The Incidence of Rhegmatogenous Retinal Detachment in Kumamoto, Japan between 2009 and 2011Akira Haga1*, Takahiro Kawaji1,2, Takayuki Tsutsumi1, Ryuichi Ideta3 and Hidenobu Tanihara1
- *Corresponding Author:
- Akira Haga
Department of Ophthalmology, Faculty of Life Sciences
Kumamoto University, 1-1-1 Honjo, Chuo-ku, Kumamoto, Japan
E-mail: [email protected]
Received date: March 27, 2017; Accepted date: March 30, 2017; Published date: April 11, 2017
Citation: Haga A, Kawaji T, Tsutsumi T, Ideta R, Tanihara H (2017) The Incidence of Rhegmatogenous Retinal Detachment in Kumamoto, Japan between 2009 and 2011. J Clin Exp Ophthalmol 8:647. doi: 10.4172/2155-9570.1000647
Copyright: © 2017 Haga A, et al. This is an open-access article distributed under the terms of the Creative Commons Attribution License, which permits unrestricted use, distribution, and reproduction in any medium, provided the original author and source are credited.
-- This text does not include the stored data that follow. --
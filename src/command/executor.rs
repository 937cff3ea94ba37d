//! Detached launch of editor commands, with a live-process table.
//!
//! The executor turns a built command into a running child process and
//! reports the outcome without ever waiting for the child to finish: the
//! launched editor is meant to outlive the triggering action. Children are
//! detached from the host (new session on Unix, detached process group on
//! Windows), registered in a process table keyed by a synthetic id, and
//! removed when they exit. `kill_all` is the blunt shutdown instrument.
//!
//! Success criterion differs per platform family: Unix resolves on a
//! successful spawn; Windows resolves after a short fixed grace delay
//! because GUI launch success is not reliably observable there.

use std::collections::HashMap;
use std::process::Stdio;
use std::sync::atomic::{AtomicU64, Ordering};
use std::sync::Arc;
use std::time::Duration;

use chrono::{DateTime, Utc};
use parking_lot::Mutex;
use serde::Serialize;
use tokio::process::Command;
use tokio::time::Instant;
use tracing::{debug, info, warn};

use super::builder::{CommandCache, Platform};
use crate::cache::Namespace;
use crate::constants::{KILL_ESCALATION_DELAY, WINDOWS_LAUNCH_GRACE};
use crate::context::ProjectContext;
use crate::editors::EditorConfig;
use crate::error::{Error, Result};
use crate::validate;

/// Callback invoked on every failed execution, in addition to the returned
/// result. Lets the host surface a notification without this layer knowing
/// about UI.
pub type ErrorHandler = Arc<dyn Fn(&Error) + Send + Sync>;

/// Outcome of one execution attempt. Returned synchronously, never
/// persisted.
#[derive(Debug, Clone)]
pub struct ExecutionResult {
    pub success: bool,
    pub command: String,
    pub execution_time: Duration,
    pub error: Option<String>,
    pub process_id: Option<u32>,
}

/// Running totals, recomputed incrementally after every attempt.
#[derive(Debug, Clone, Default, Serialize)]
pub struct ExecutionStats {
    pub executions: u64,
    pub successes: u64,
    pub failures: u64,
    pub total_time_ms: u64,
    pub average_time_ms: f64,
}

/// A launched child still believed to be running.
#[derive(Debug, Clone, Serialize)]
pub struct TrackedProcess {
    pub pid: u32,
    pub command: String,
    pub started_at: DateTime<Utc>,
}

/// Executor configuration.
#[derive(Debug, Clone)]
pub struct ExecutorConfig {
    pub platform: Platform,
    /// Grace delay before a Windows launch is reported successful.
    pub windows_grace: Duration,
}

impl ExecutorConfig {
    pub fn new(platform: Platform) -> Self {
        Self {
            platform,
            windows_grace: WINDOWS_LAUNCH_GRACE,
        }
    }
}

struct ExecutorInner {
    config: ExecutorConfig,
    commands: CommandCache,
    path_checks: Namespace<bool>,
    processes: Mutex<HashMap<u64, TrackedProcess>>,
    next_key: AtomicU64,
    stats: Mutex<ExecutionStats>,
    error_handler: Mutex<Option<ErrorHandler>>,
}

/// Cross-platform launcher for editor jump commands. Cloning shares the
/// process table and statistics.
#[derive(Clone)]
pub struct CommandExecutor {
    inner: Arc<ExecutorInner>,
}

impl CommandExecutor {
    pub fn new(
        config: ExecutorConfig,
        commands: CommandCache,
        path_checks: Namespace<bool>,
    ) -> Self {
        Self {
            inner: Arc::new(ExecutorInner {
                config,
                commands,
                path_checks,
                processes: Mutex::new(HashMap::new()),
                next_key: AtomicU64::new(1),
                stats: Mutex::new(ExecutionStats::default()),
                error_handler: Mutex::new(None),
            }),
        }
    }

    /// Install the failure callback. Replaces any previous handler.
    pub fn set_error_handler(&self, handler: ErrorHandler) {
        *self.inner.error_handler.lock() = Some(handler);
    }

    pub fn platform(&self) -> Platform {
        self.inner.config.platform
    }

    /// Validate, build, and launch the jump command for `editor` at the
    /// context's file and line. Resolves once the child is confirmed
    /// started (or the platform grace delay elapses), not when it exits.
    pub async fn execute_jump(
        &self,
        editor: &EditorConfig,
        context: &ProjectContext,
    ) -> ExecutionResult {
        let started = Instant::now();
        match self.prepare(editor, context).await {
            Err(err) => self.finish_failure(String::new(), started, &err),
            Ok(command) => match self.launch(&command).await {
                Ok(pid) => self.finish_success(command, started, pid),
                Err(err) => self.finish_failure(command, started, &err),
            },
        }
    }

    /// Launch an already-built command. Used by hosts that construct
    /// commands themselves; the jump path goes through
    /// [`execute_jump`](Self::execute_jump).
    pub async fn execute_command(&self, command: &str) -> ExecutionResult {
        let started = Instant::now();
        if command.trim().is_empty() {
            let err = Error::validation("command must not be empty");
            return self.finish_failure(String::new(), started, &err);
        }
        match self.launch(command).await {
            Ok(pid) => self.finish_success(command.to_string(), started, pid),
            Err(err) => self.finish_failure(command.to_string(), started, &err),
        }
    }

    /// Record a failure detected before this executor was reached (editor
    /// resolution and similar pre-flight steps), so statistics and the
    /// error handler still see it.
    pub fn preflight_failure(&self, err: &Error) -> ExecutionResult {
        self.finish_failure(String::new(), Instant::now(), err)
    }

    /// Snapshot of the live-process table.
    pub fn running(&self) -> Vec<TrackedProcess> {
        self.inner.processes.lock().values().cloned().collect()
    }

    pub fn running_count(&self) -> usize {
        self.inner.processes.lock().len()
    }

    /// Statistics snapshot.
    pub fn stats(&self) -> ExecutionStats {
        self.inner.stats.lock().clone()
    }

    /// Terminate every tracked process. Returns how many were signalled.
    pub async fn kill_all(&self) -> usize {
        let victims: Vec<TrackedProcess> = {
            let mut processes = self.inner.processes.lock();
            processes.drain().map(|(_, process)| process).collect()
        };
        for victim in &victims {
            kill_process(victim.pid).await;
        }
        if !victims.is_empty() {
            info!(count = victims.len(), "killed tracked processes");
        }
        victims.len()
    }

    async fn prepare(&self, editor: &EditorConfig, context: &ProjectContext) -> Result<String> {
        validate::non_empty_path(&editor.path, "editor path")?;
        context.validate()?;
        if !self.editor_exists(&editor.path).await {
            return Err(Error::editor_not_found(&editor.path));
        }
        self.inner.commands.build(
            &editor.id,
            self.inner.config.platform,
            &editor.path,
            &context.file_path,
            context.line,
        )
    }

    /// Cached existence check for the editor executable.
    async fn editor_exists(&self, path: &str) -> bool {
        if let Some(known) = self.inner.path_checks.get(path) {
            return known;
        }
        let exists = tokio::fs::try_exists(path).await.unwrap_or(false);
        self.inner.path_checks.set(path, exists);
        exists
    }

    async fn launch(&self, command: &str) -> Result<Option<u32>> {
        let mut cmd = if has_shell_tokens(command) {
            shell_command(command)
        } else {
            let argv = split_command(command)?;
            let (program, args) = argv
                .split_first()
                .ok_or_else(|| Error::validation("empty command"))?;
            let mut direct = Command::new(program);
            direct.args(args);
            direct
        };
        cmd.stdin(Stdio::null())
            .stdout(Stdio::null())
            .stderr(Stdio::null());
        detach(&mut cmd);

        let mut child = cmd
            .spawn()
            .map_err(|e| Error::launch(command, e.to_string()))?;
        let pid = child.id();

        let key = self.inner.next_key.fetch_add(1, Ordering::Relaxed);
        if let Some(pid) = pid {
            self.inner.processes.lock().insert(
                key,
                TrackedProcess {
                    pid,
                    command: command.to_string(),
                    started_at: Utc::now(),
                },
            );
        }

        // Reap the child and drop it from the table on exit or error. The
        // handle keeps nothing alive: the child runs in its own session.
        let weak = Arc::downgrade(&self.inner);
        tokio::spawn(async move {
            match child.wait().await {
                Ok(status) => debug!(%status, "launched process exited"),
                Err(err) => warn!(%err, "failed to observe launched process"),
            }
            if let Some(inner) = weak.upgrade() {
                inner.processes.lock().remove(&key);
            }
        });

        if self.inner.config.platform == Platform::Windows {
            // GUI launch success is not observable here; assume started
            // after the grace delay.
            tokio::time::sleep(self.inner.config.windows_grace).await;
        }
        Ok(pid)
    }

    fn finish_success(
        &self,
        command: String,
        started: Instant,
        pid: Option<u32>,
    ) -> ExecutionResult {
        let elapsed = started.elapsed();
        self.record(true, elapsed);
        info!(
            pid = pid.unwrap_or_default(),
            elapsed_ms = elapsed.as_millis() as u64,
            "launched editor"
        );
        ExecutionResult {
            success: true,
            command,
            execution_time: elapsed,
            error: None,
            process_id: pid,
        }
    }

    fn finish_failure(&self, command: String, started: Instant, err: &Error) -> ExecutionResult {
        let elapsed = started.elapsed();
        self.record(false, elapsed);
        warn!(%err, "jump command failed");
        let handler = self.inner.error_handler.lock().clone();
        if let Some(handler) = handler {
            handler(err);
        }
        ExecutionResult {
            success: false,
            command,
            execution_time: elapsed,
            error: Some(err.to_string()),
            process_id: None,
        }
    }

    fn record(&self, success: bool, elapsed: Duration) {
        let mut stats = self.inner.stats.lock();
        stats.executions += 1;
        if success {
            stats.successes += 1;
        } else {
            stats.failures += 1;
        }
        stats.total_time_ms += elapsed.as_millis() as u64;
        #[allow(clippy::cast_precision_loss)]
        {
            stats.average_time_ms = stats.total_time_ms as f64 / stats.executions as f64;
        }
    }
}

/// Shell metacharacters that require a shell-interpreting launch.
fn has_shell_tokens(command: &str) -> bool {
    command
        .chars()
        .any(|c| matches!(c, '&' | '|' | '>' | '<' | ';' | '`'))
        || command.contains("$(")
}

#[cfg(unix)]
fn shell_command(command: &str) -> Command {
    let mut cmd = Command::new("sh");
    cmd.arg("-c").arg(command);
    cmd
}

#[cfg(windows)]
fn shell_command(command: &str) -> Command {
    let mut cmd = Command::new("cmd");
    cmd.arg("/C").arg(command);
    cmd
}

/// Detach the child from the host process.
///
/// # Safety
///
/// On Unix this registers a `pre_exec` hook calling `setsid()`, which is
/// async-signal-safe per POSIX; the closure performs no allocation or
/// locking.
#[allow(unsafe_code)]
fn detach(cmd: &mut Command) {
    #[cfg(unix)]
    {
        use nix::libc;
        unsafe {
            cmd.pre_exec(|| {
                if libc::setsid() == -1 {
                    return Err(std::io::Error::last_os_error());
                }
                Ok(())
            });
        }
    }

    #[cfg(windows)]
    {
        const CREATE_NEW_PROCESS_GROUP: u32 = 0x0000_0200;
        const DETACHED_PROCESS: u32 = 0x0000_0008;
        const CREATE_NO_WINDOW: u32 = 0x0800_0000;

        cmd.creation_flags(CREATE_NEW_PROCESS_GROUP | DETACHED_PROCESS | CREATE_NO_WINDOW);
    }
}

/// Split a command into program + arguments, respecting double-quoted
/// segments. Inside quotes, `\\` and `\"` unescape to the bare character;
/// any other backslash sequence is kept verbatim.
fn split_command(command: &str) -> Result<Vec<String>> {
    let mut tokens = Vec::new();
    let mut current = String::new();
    let mut in_quotes = false;
    let mut has_token = false;
    let mut chars = command.chars();

    while let Some(ch) = chars.next() {
        match ch {
            '"' => {
                in_quotes = !in_quotes;
                has_token = true;
            }
            '\\' if in_quotes => match chars.next() {
                Some(next @ ('"' | '\\')) => current.push(next),
                Some(next) => {
                    current.push('\\');
                    current.push(next);
                }
                None => current.push('\\'),
            },
            c if c.is_whitespace() && !in_quotes => {
                if has_token {
                    tokens.push(std::mem::take(&mut current));
                    has_token = false;
                }
            }
            c => {
                current.push(c);
                has_token = true;
            }
        }
    }
    if in_quotes {
        return Err(Error::validation("unterminated quote in command"));
    }
    if has_token {
        tokens.push(current);
    }
    if tokens.is_empty() {
        return Err(Error::validation("empty command"));
    }
    Ok(tokens)
}

/// Terminate one process: polite first, forceful if it lingers.
#[cfg(unix)]
async fn kill_process(pid: u32) {
    use nix::sys::signal::{self, Signal};
    use nix::unistd::Pid;

    let target = Pid::from_raw(pid as i32);
    if let Err(err) = signal::kill(target, Signal::SIGTERM) {
        warn!(pid, %err, "failed to signal process");
        return;
    }
    tokio::time::sleep(KILL_ESCALATION_DELAY).await;
    // Signal 0 probes liveness without delivering anything.
    if signal::kill(target, None).is_ok() {
        warn!(pid, "process ignored SIGTERM, sending SIGKILL");
        let _ = signal::kill(target, Signal::SIGKILL);
    }
}

#[cfg(windows)]
async fn kill_process(pid: u32) {
    let polite = Command::new("taskkill")
        .args(["/PID", &pid.to_string(), "/T"])
        .status()
        .await;
    let succeeded = matches!(polite, Ok(status) if status.success());
    if !succeeded {
        if let Err(err) = Command::new("taskkill")
            .args(["/PID", &pid.to_string(), "/T", "/F"])
            .status()
            .await
        {
            warn!(pid, %err, "failed to kill process");
        }
    }
}
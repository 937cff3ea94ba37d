//! Trigger context: where the jump starts from.

use serde::Serialize;

use crate::error::Result;
use crate::validate;

/// Immutable snapshot of the host's cursor position at trigger time.
/// Derived per trigger event; never persisted.
#[derive(Debug, Clone, PartialEq, Eq, Serialize)]
pub struct ProjectContext {
    /// Workspace/project root path.
    pub root_path: String,
    /// Absolute path of the file under the cursor.
    pub file_path: String,
    /// 1-based line number.
    pub line: u32,
    /// 1-based column number.
    pub column: u32,
    pub workspace_name: Option<String>,
    pub project_kind: Option<String>,
}

impl ProjectContext {
    /// Build a validated snapshot.
    pub fn new(
        root_path: impl Into<String>,
        file_path: impl Into<String>,
        line: u32,
        column: u32,
    ) -> Result<Self> {
        let context = Self {
            root_path: root_path.into(),
            file_path: file_path.into(),
            line,
            column,
            workspace_name: None,
            project_kind: None,
        };
        context.validate()?;
        Ok(context)
    }

    #[must_use]
    pub fn with_workspace_name(mut self, name: impl Into<String>) -> Self {
        self.workspace_name = Some(name.into());
        self
    }

    #[must_use]
    pub fn with_project_kind(mut self, kind: impl Into<String>) -> Self {
        self.project_kind = Some(kind.into());
        self
    }

    pub fn validate(&self) -> Result<()> {
        validate::non_empty_path(&self.root_path, "root path")?;
        validate::non_empty_path(&self.file_path, "file path")?;
        validate::line_number(self.line)?;
        validate::column_number(self.column)?;
        Ok(())
    }
}

#[cfg(test)]
mod tests {
    use super::*;

    #[test]
    fn accepts_one_based_positions() {
        let context = ProjectContext::new("/proj", "/proj/src/main.kt", 1, 1).unwrap();
        assert_eq!(context.line, 1);
        assert_eq!(context.column, 1);
    }

    #[test]
    fn rejects_zero_line_or_column() {
        assert!(ProjectContext::new("/proj", "/proj/a.rs", 0, 1).is_err());
        assert!(ProjectContext::new("/proj", "/proj/a.rs", 1, 0).is_err());
    }

    #[test]
    fn rejects_empty_paths() {
        assert!(ProjectContext::new("", "/proj/a.rs", 1, 1).is_err());
        assert!(ProjectContext::new("/proj", "", 1, 1).is_err());
    }
}
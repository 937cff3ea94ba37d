//! Command construction and execution for external editor launches.
//!
//! - `builder` turns (editor, file, line) into a platform-idiomatic,
//!   safely quoted command string
//! - `executor` launches that command as a detached child process and
//!   tracks it until exit

pub mod builder;
pub mod executor;

pub use builder::{build_jump_command, CommandCache, Platform};
pub use executor::{
    CommandExecutor, ErrorHandler, ExecutionResult, ExecutionStats, ExecutorConfig,
    TrackedProcess,
};
//! Per-platform construction of the editor launch command.
//!
//! The launch contract with JetBrains-family IDEs is
//! `<editor> --line <n> <file>`; everything else here is quoting and the
//! platform's detach idiom. The set of platforms is closed: adding one is
//! a new enum variant and a new match arm in [`build_jump_command`].

use std::fmt;

use crate::cache::CacheStore;
use crate::constants::COMMAND_TTL;
use crate::error::{Error, Result};
use crate::validate;

/// Target platform family for command construction.
#[derive(Debug, Clone, Copy, PartialEq, Eq, Hash)]
pub enum Platform {
    Windows,
    MacOs,
    Linux,
}

impl Platform {
    /// Detect the platform this process runs on.
    pub fn current() -> Result<Self> {
        match std::env::consts::OS {
            "windows" => Ok(Self::Windows),
            "macos" => Ok(Self::MacOs),
            "linux" => Ok(Self::Linux),
            other => Err(Error::UnsupportedPlatform(other.to_string())),
        }
    }

    pub const fn as_str(self) -> &'static str {
        match self {
            Self::Windows => "windows",
            Self::MacOs => "macos",
            Self::Linux => "linux",
        }
    }
}

impl fmt::Display for Platform {
    fn fmt(&self, f: &mut fmt::Formatter<'_>) -> fmt::Result {
        f.write_str(self.as_str())
    }
}

/// Build the launch command for `platform`.
///
/// Inputs are validated before any construction: empty paths and line 0
/// are rejected.
pub fn build_jump_command(
    platform: Platform,
    editor_path: &str,
    file_path: &str,
    line: u32,
) -> Result<String> {
    validate::non_empty_path(editor_path, "editor path")?;
    validate::non_empty_path(file_path, "file path")?;
    validate::line_number(line)?;

    Ok(match platform {
        Platform::Windows => format!(
            "{} --line {} {}",
            quote_double(editor_path),
            line,
            quote_double(file_path)
        ),
        // nohup + redirection + background keeps the GUI app's lifetime
        // independent of the host and avoids a flashing terminal window.
        Platform::MacOs | Platform::Linux => format!(
            "nohup {} --line {} {} > /dev/null 2>&1 &",
            quote_single(editor_path),
            line,
            quote_double(file_path)
        ),
    })
}

/// Double-quote, backslash-escaping embedded backslashes and quotes.
fn quote_double(path: &str) -> String {
    let mut quoted = String::with_capacity(path.len() + 2);
    quoted.push('"');
    for ch in path.chars() {
        match ch {
            '\\' => quoted.push_str("\\\\"),
            '"' => quoted.push_str("\\\""),
            other => quoted.push(other),
        }
    }
    quoted.push('"');
    quoted
}

/// Single-quote for POSIX shells; embedded single quotes use the
/// `'"'"'` idiom.
fn quote_single(path: &str) -> String {
    format!("'{}'", path.replace('\'', r#"'"'"'"#))
}

/// Caching wrapper over [`build_jump_command`].
///
/// Results are keyed by `(editor id, platform)` with a short TTL: the same
/// editor and platform yield the same command for a fixed file/line, and
/// callers tolerate a stale command only inside the TTL window.
#[derive(Clone)]
pub struct CommandCache {
    cache: CacheStore<String>,
}

impl CommandCache {
    pub fn new(cache: CacheStore<String>) -> Self {
        Self { cache }
    }

    pub fn build(
        &self,
        editor_id: &str,
        platform: Platform,
        editor_path: &str,
        file_path: &str,
        line: u32,
    ) -> Result<String> {
        let key = format!("command:{editor_id}:{platform}");
        if let Some(command) = self.cache.get(&key) {
            return Ok(command);
        }
        let command = build_jump_command(platform, editor_path, file_path, line)?;
        self.cache.set(&key, command.clone(), Some(COMMAND_TTL));
        Ok(command)
    }

    /// Drop the cached command for one editor/platform pair.
    pub fn invalidate(&self, editor_id: &str, platform: Platform) {
        self.cache.delete(&format!("command:{editor_id}:{platform}"));
    }
}

#[cfg(test)]
mod tests {
    use super::*;
    use std::time::Duration;

    #[test]
    fn unix_command_is_byte_exact() {
        let command = build_jump_command(
            Platform::MacOs,
            "/Applications/IntelliJ IDEA CE.app/Contents/MacOS/idea",
            "/Users/x/proj/src/main.kt",
            42,
        )
        .unwrap();
        assert_eq!(
            command,
            "nohup '/Applications/IntelliJ IDEA CE.app/Contents/MacOS/idea' --line 42 \"/Users/x/proj/src/main.kt\" > /dev/null 2>&1 &"
        );
    }

    #[test]
    fn linux_uses_the_same_detach_idiom() {
        let command =
            build_jump_command(Platform::Linux, "/usr/bin/idea", "/home/x/a.rs", 7).unwrap();
        assert_eq!(
            command,
            "nohup '/usr/bin/idea' --line 7 \"/home/x/a.rs\" > /dev/null 2>&1 &"
        );
    }

    #[test]
    fn windows_command_is_byte_exact() {
        let command = build_jump_command(
            Platform::Windows,
            r"C:\IDE\idea64.exe",
            r"C:\proj\Main.java",
            7,
        )
        .unwrap();
        assert_eq!(command, r#""C:\\IDE\\idea64.exe" --line 7 "C:\\proj\\Main.java""#);
    }

    #[test]
    fn embedded_single_quote_uses_posix_idiom() {
        let command = build_jump_command(
            Platform::Linux,
            "/opt/it's here/idea",
            "/home/x/a.rs",
            1,
        )
        .unwrap();
        assert!(command.starts_with(r#"nohup '/opt/it'"'"'s here/idea' --line 1"#));
    }

    #[test]
    fn embedded_double_quote_is_escaped_on_windows() {
        let command = build_jump_command(
            Platform::Windows,
            r#"C:\odd"name\idea.exe"#,
            r"C:\a.java",
            1,
        )
        .unwrap();
        assert!(command.starts_with(r#""C:\\odd\"name\\idea.exe""#));
    }

    #[test]
    fn rejects_invalid_inputs_before_construction() {
        assert!(build_jump_command(Platform::Linux, "", "/a.rs", 1).is_err());
        assert!(build_jump_command(Platform::Linux, "/usr/bin/idea", "", 1).is_err());
        assert!(build_jump_command(Platform::Linux, "/usr/bin/idea", "/a.rs", 0).is_err());
    }

    #[tokio::test(start_paused = true)]
    async fn cache_returns_stale_command_only_inside_ttl() {
        let cache = CommandCache::new(CacheStore::default());

        let first = cache
            .build("ed-1", Platform::Linux, "/usr/bin/idea", "/home/x/a.rs", 10)
            .unwrap();
        // Within the TTL the cached command wins, line change and all.
        let second = cache
            .build("ed-1", Platform::Linux, "/usr/bin/idea", "/home/x/b.rs", 99)
            .unwrap();
        assert_eq!(first, second);

        tokio::time::advance(COMMAND_TTL + Duration::from_millis(10)).await;
        let third = cache
            .build("ed-1", Platform::Linux, "/usr/bin/idea", "/home/x/b.rs", 99)
            .unwrap();
        assert!(third.contains("--line 99"));
    }

    #[tokio::test(start_paused = true)]
    async fn invalidate_forces_a_rebuild() {
        let cache = CommandCache::new(CacheStore::default());
        cache
            .build("ed-1", Platform::Linux, "/usr/bin/idea", "/home/x/a.rs", 10)
            .unwrap();
        cache.invalidate("ed-1", Platform::Linux);
        let rebuilt = cache
            .build("ed-1", Platform::Linux, "/usr/bin/idea", "/home/x/a.rs", 11)
            .unwrap();
        assert!(rebuilt.contains("--line 11"));
    }
}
Objective: The annual incidence of rhegmatogenous retinal detachment (RRD) in Kumamoto, Japan was previously evaluated in 1990. However, the incidence has not been evaluated during the last 20 years. The purpose of this study was to estimate the current incidence and epidemiologic characteristics of RRD in Kumamoto, Japan.
Methods: The study was based on a retrospective chart review of hospital patients living in Kumamoto, Japan. All patients were treated for primary RRD by conventional surgery (pars plana vitrectomy and/or scleral buckling) at Kumamoto University Hospital or Ideta Eye Hospital between January 1, 2009, and December 31, 2011. Information on age, gender, refractive status, and history of cataract surgery was collected.
Results: A total of 897 RRD patients were identified during the 3-year study period. The annual incidence of RRD was 16.5 (21.9 in males, 11.7 in females) per 100,000 people, with a peak incidence of 35.4 in the 50-59 years of age group. The incidence of RRD in males was 1.88 times (95% confidence interval, 1.56-2.29) higher than in females (P<0.0001). Prior cataract extraction was found in 14% of RRD eyes. Myopia (≤ −1 diopter [D]) was found in 54%, and high myopia (≤ −6 D) was found in 23%. The mean refraction status was −3.53 ± 3.94 D. The mean refractive status in patients younger than 50 years of age (−6.00 ± 3.33 D) was significantly higher than that in patients 50 years of age or older (−2.23 ± 3.61 D; P<0.001). The incidence of RRD in Kumamoto is expected to increase over the next 20 years in comparison to a previous study investigated in 1990.
Conclusion: The annual incidence of RRD was dependent on age, gender, refraction status, and history of cataract surgery. Considering the growing elderly population, we expect that the incidence of RRD will continue to increase in Japan.